In 2017, major companies like:
- Microsoft
- Apple
- Mozilla
Officially stopped accepting SHA-1 SSL certificates.
Why?
Because collisions and vulnerabilities were discovered.
And in cybersecurity, once cracks appear, confidence collapses.
SHA-256: Stronger, Longer, More Secure

In 2001, the NSA introduced SHA-2.
A popular version of SHA-2 is SHA-256.
It generates:
- A 64-character hash
- 256-bit output
Example:
Input:password1234
SHA-1 Output:
40 characters
SHA-256 Output:
64 characters
Longer hash = exponentially more possible combinations.
More combinations = dramatically harder to brute force.
But here’s the key:
Stronger does not mean unbreakable.
It only means:
- It requires significantly more computing power
- It takes longer
- It’s currently economically impractical to break at scale
Why Bitcoin Uses SHA-256

Bitcoin uses SHA-256 hashing for:
- Block validation
- Mining
- Transaction security
When miners compete to validate blocks, they are:
- Generating hashes
- Attempting trillions of combinations per second
- Competing to find a valid hash under network difficulty
This is called Proof of Work.
Mining is essentially:
A global brute-force hashing competition powered by massive computing infrastructure.

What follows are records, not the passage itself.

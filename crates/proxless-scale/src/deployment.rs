//! [`ClusterScaler`] backed by the Kubernetes API.
//!
//! ```text
//! scale up:    PATCH apps/v1 deployments/<name> {"spec":{"replicas":1}}
//!              GET   apps/v1 deployments/<name>   until status.availableReplicas >= 1
//! scale down:  PATCH apps/v1 deployments/<name> {"spec":{"replicas":0}}
//! ```

use std::time::Duration;

use k8s_openapi::api::apps::v1::Deployment;
use kube::Client;
use kube::api::{Api, Patch, PatchParams};
use serde_json::json;
use tracing::{debug, info};

use crate::cluster::{ClusterScaler, ScaleFuture};
use crate::error::{ScaleError, ScaleResult};
use crate::readiness::wait_for_ready;

#[derive(Debug, Clone)]
pub struct DeploymentScalerConfig {
    /// Readiness poll interval during scale-up.
    pub poll_interval: Duration,
}

impl Default for DeploymentScalerConfig {
    fn default() -> Self {
        Self {
            poll_interval: Duration::from_secs(1),
        }
    }
}

/// Scales `apps/v1` deployments through a shared [`Client`].
pub struct DeploymentScaler {
    client: Client,
    config: DeploymentScalerConfig,
}

impl DeploymentScaler {
    pub fn new(client: Client, config: DeploymentScalerConfig) -> Self {
        Self { client, config }
    }

    fn api(&self, namespace: &str) -> Api<Deployment> {
        Api::namespaced(self.client.clone(), namespace)
    }

    async fn set_replicas(&self, deployment: &str, namespace: &str, replicas: i32) -> ScaleResult<()> {
        debug!(deployment, namespace, replicas, "patching deployment replicas");
        self.api(namespace)
            .patch(
                deployment,
                &PatchParams::default(),
                &Patch::Merge(replicas_patch(replicas)),
            )
            .await
            .map(|_| ())
            .map_err(|e| ScaleError::Api(e.to_string()))
    }

    async fn available_replicas(&self, deployment: &str, namespace: &str) -> ScaleResult<i32> {
        let current = self
            .api(namespace)
            .get(deployment)
            .await
            .map_err(|e| ScaleError::Api(e.to_string()))?;
        Ok(available_replicas(&current))
    }

    async fn scale_up_and_wait(
        &self,
        deployment: &str,
        namespace: &str,
        timeout: Duration,
    ) -> ScaleResult<()> {
        let name = format!("{deployment}.{namespace}");
        self.set_replicas(deployment, namespace, 1)
            .await
            .map_err(|e| ScaleError::ScaleUp {
                deployment: name.clone(),
                reason: e.to_string(),
            })?;
        info!(deployment = %name, "replicas set to 1; waiting for availability");

        wait_for_ready(&name, self.config.poll_interval, timeout, move || async move {
            Ok(self.available_replicas(deployment, namespace).await? >= 1)
        })
        .await
    }
}

impl ClusterScaler for DeploymentScaler {
    fn scale_up<'a>(
        &'a self,
        deployment: &'a str,
        namespace: &'a str,
        timeout: Duration,
    ) -> ScaleFuture<'a> {
        Box::pin(self.scale_up_and_wait(deployment, namespace, timeout))
    }

    fn scale_down<'a>(&'a self, deployment: &'a str, namespace: &'a str) -> ScaleFuture<'a> {
        Box::pin(async move {
            self.set_replicas(deployment, namespace, 0)
                .await
                .map_err(|e| ScaleError::ScaleDown {
                    deployment: format!("{deployment}.{namespace}"),
                    reason: e.to_string(),
                })
        })
    }
}

fn replicas_patch(replicas: i32) -> serde_json::Value {
    json!({ "spec": { "replicas": replicas } })
}

/// The API server omits `availableReplicas` when it is zero.
fn available_replicas(deployment: &Deployment) -> i32 {
    deployment
        .status
        .as_ref()
        .and_then(|status| status.available_replicas)
        .unwrap_or(0)
}
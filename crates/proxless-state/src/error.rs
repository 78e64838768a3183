//! Error types for route index operations.

use thiserror::Error;

/// Result type alias for route index operations.
pub type StateResult<T> = Result<T, StateError>;

/// Errors that can occur when reading or mutating the route index.
#[derive(Debug, Error, Clone, PartialEq, Eq)]
pub enum StateError {
    /// Malformed route data. Nothing was written.
    #[error("invalid route: {0}")]
    Validation(String),

    /// A deployment key or domain already belongs to another route.
    #[error("{key} is already owned by route {owner}")]
    OwnershipConflict { key: String, owner: String },

    #[error("route {0} not found")]
    NotFound(String),
}
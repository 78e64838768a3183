//! Proxless scale controller.
//!
//! The only place replica counts change. Scale-ups are requested by the
//! proxy through [`ScaleController::ensure_up`]; scale-downs come from the
//! idle sweep ([`ScaleController::run_idle_sweep`]), which turns routes
//! that have been quiet for their TTL back to zero replicas.
//!
//! The cluster itself sits behind [`ClusterScaler`]: [`DeploymentScaler`]
//! drives a real cluster, [`FakeCluster`] records calls in memory.

pub mod cluster;
pub mod controller;
pub mod deployment;
pub mod error;
pub mod fake;
pub mod readiness;

pub use cluster::{ClusterScaler, ScaleFuture};
pub use controller::{ScaleConfig, ScaleController, SweepStats};
pub use deployment::{DeploymentScaler, DeploymentScalerConfig};
pub use error::{ScaleError, ScaleResult};
pub use fake::{FakeCluster, ScaleCall};
pub use readiness::wait_for_ready;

That’s why understanding hashing matters.
If SHA-256 were ever compromised at scale, Bitcoin’s security, and price, would collapse.
Security confidence drives valuation.
The Hard Truth: All Codes Can Be Broken
Given:
- Enough computing power
- Enough time
- Enough financial incentive
Any cryptographic system can eventually be compromised.
History proves this.
Old bike locks were considered secure… until someone figured out how to open them with pen caps.
Security is always:
A race between encryption strength and computing power.
That’s why SHA-1 was phased out.
And one day, even SHA-256 may be replaced.
Quantum computing could accelerate this timeline.
Why This Matters for Crypto Investors
If you invest in cryptocurrency, you must evaluate:
- What hashing algorithm it uses
- Whether it has known vulnerabilities
- If its encryption has been audited
- How resistant it is to brute-force attacks
If a project’s underlying cryptography fails, the token price will follow.
Security isn’t optional.
It’s foundational.
Key Takeaways
- Hashing converts input into fixed-length output.
- SHA-1 produces 40-character hashes and is obsolete.
- SHA-256 produces 64-character hashes and is stronger.
- Simple passwords get cracked easily via dictionary attacks.
- Bitcoin mining uses SHA-256.
- All encryption can eventually be broken, computing power is the variable.
Final Thought
Cryptocurrency removes banks from the equation.
Which means:
You are your own security department.
The moment you understand hashing, password complexity, and brute-force logic, you’ll never use weak passwords again.
And that’s the first step toward protecting digital wealth.